TASK STATEMENT
What is needed is a copy of each line in the listing below that contains "imageUrl".

EXCERPTED DATA

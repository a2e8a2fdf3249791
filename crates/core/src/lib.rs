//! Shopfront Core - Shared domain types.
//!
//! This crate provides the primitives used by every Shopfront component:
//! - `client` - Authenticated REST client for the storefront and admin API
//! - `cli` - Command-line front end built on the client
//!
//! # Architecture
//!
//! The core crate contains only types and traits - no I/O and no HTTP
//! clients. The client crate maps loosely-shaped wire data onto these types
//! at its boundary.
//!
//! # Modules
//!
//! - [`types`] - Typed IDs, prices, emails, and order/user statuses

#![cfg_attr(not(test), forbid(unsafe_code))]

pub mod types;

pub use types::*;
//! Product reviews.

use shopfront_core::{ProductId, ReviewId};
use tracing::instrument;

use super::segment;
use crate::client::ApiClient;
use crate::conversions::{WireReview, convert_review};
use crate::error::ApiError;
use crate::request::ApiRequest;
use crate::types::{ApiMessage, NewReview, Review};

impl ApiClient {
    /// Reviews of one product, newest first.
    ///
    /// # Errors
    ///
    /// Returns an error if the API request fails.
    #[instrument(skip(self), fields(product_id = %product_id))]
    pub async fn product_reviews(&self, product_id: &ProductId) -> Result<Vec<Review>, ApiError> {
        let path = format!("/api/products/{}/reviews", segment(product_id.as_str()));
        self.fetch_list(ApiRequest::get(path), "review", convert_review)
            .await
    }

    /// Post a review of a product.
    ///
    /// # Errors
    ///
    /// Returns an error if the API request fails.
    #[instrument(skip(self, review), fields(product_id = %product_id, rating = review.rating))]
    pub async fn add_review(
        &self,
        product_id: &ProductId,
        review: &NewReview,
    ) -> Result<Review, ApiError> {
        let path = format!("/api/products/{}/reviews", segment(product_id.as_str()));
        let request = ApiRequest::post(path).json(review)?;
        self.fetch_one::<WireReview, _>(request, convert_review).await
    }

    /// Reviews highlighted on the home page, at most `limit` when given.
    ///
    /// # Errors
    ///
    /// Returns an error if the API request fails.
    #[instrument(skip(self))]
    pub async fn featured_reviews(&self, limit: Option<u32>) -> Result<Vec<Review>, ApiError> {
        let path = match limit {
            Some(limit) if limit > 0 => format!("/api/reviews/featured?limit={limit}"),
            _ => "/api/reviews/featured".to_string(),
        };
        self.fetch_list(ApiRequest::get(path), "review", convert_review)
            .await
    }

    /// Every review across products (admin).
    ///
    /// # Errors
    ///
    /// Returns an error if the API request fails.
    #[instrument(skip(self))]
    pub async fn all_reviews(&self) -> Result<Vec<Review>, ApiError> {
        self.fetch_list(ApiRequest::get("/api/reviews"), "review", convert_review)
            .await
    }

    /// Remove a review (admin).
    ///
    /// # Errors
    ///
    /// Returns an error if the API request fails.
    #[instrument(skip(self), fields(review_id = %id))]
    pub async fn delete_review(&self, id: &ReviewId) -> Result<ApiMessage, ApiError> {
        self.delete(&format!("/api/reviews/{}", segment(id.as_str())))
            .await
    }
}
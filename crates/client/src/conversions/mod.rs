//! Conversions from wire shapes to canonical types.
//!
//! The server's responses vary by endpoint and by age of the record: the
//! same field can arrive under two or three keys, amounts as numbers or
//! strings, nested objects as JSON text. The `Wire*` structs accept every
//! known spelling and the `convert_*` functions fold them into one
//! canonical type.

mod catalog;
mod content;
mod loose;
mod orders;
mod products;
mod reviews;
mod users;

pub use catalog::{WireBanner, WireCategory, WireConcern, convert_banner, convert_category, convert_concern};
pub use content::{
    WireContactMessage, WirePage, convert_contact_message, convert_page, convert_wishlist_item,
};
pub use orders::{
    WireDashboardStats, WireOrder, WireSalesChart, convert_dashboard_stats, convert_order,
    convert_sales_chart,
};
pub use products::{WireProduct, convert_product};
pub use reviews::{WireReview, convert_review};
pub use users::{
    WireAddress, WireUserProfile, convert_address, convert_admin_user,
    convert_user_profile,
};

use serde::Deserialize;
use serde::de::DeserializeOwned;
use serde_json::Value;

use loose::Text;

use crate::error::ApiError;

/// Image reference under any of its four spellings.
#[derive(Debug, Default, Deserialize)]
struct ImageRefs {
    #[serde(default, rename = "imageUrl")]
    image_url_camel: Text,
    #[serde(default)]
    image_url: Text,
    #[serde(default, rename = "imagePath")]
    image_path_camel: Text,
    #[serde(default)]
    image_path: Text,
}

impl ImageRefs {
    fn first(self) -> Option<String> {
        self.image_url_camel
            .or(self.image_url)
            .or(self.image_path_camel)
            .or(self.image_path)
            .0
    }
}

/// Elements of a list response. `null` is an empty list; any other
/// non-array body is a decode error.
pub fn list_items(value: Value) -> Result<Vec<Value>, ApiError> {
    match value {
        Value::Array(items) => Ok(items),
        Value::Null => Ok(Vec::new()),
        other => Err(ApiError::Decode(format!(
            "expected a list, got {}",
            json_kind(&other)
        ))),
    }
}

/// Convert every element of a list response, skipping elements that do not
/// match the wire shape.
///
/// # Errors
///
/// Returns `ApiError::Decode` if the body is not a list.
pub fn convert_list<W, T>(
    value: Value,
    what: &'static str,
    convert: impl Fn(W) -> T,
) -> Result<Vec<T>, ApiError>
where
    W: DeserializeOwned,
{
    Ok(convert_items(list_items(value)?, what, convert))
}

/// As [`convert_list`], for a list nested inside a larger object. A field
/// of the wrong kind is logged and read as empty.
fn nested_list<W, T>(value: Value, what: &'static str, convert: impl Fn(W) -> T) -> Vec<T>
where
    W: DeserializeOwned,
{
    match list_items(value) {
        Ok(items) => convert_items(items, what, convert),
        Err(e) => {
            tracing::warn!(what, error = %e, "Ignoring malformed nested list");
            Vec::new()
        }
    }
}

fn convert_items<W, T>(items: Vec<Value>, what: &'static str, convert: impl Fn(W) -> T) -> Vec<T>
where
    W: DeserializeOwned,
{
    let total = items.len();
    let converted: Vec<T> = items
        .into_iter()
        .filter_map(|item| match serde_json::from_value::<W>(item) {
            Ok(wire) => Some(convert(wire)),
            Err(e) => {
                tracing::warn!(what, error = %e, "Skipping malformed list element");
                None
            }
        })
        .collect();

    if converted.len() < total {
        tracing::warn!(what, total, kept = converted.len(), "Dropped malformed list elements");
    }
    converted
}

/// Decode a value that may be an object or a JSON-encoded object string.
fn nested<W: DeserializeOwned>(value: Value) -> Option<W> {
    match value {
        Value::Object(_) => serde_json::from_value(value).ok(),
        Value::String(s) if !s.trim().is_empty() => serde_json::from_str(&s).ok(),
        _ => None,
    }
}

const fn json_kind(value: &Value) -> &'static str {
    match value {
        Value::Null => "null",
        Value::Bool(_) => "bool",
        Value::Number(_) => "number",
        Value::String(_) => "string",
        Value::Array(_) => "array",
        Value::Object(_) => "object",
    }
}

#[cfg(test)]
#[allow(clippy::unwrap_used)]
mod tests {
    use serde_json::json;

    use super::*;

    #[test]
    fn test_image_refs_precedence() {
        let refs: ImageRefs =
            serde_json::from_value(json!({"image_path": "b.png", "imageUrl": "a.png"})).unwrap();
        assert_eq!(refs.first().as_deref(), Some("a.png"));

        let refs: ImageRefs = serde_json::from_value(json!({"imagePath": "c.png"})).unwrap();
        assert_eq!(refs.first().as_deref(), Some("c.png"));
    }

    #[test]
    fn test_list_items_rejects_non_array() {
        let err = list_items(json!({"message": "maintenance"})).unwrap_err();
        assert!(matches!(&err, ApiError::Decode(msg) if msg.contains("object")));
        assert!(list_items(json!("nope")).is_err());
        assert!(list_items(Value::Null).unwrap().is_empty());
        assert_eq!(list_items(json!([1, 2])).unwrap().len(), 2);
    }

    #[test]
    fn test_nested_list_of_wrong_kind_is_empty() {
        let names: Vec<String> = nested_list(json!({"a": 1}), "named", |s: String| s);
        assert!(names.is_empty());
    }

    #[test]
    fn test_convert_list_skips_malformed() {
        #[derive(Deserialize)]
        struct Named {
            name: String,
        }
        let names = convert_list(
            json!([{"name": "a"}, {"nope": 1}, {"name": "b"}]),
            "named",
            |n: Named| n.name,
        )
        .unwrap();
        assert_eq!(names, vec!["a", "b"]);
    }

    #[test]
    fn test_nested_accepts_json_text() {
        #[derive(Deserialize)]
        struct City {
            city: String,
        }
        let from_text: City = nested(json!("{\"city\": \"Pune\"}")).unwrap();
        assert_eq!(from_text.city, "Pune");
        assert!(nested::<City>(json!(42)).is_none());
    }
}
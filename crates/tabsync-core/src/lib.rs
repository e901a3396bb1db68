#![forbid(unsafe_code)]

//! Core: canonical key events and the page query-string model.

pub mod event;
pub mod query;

SOLVED PROBLEM
    #[serde(default, rename = "imageUrl")]
            serde_json::from_value(json!({"image_path": "b.png", "imageUrl": "a.png"})).unwrap();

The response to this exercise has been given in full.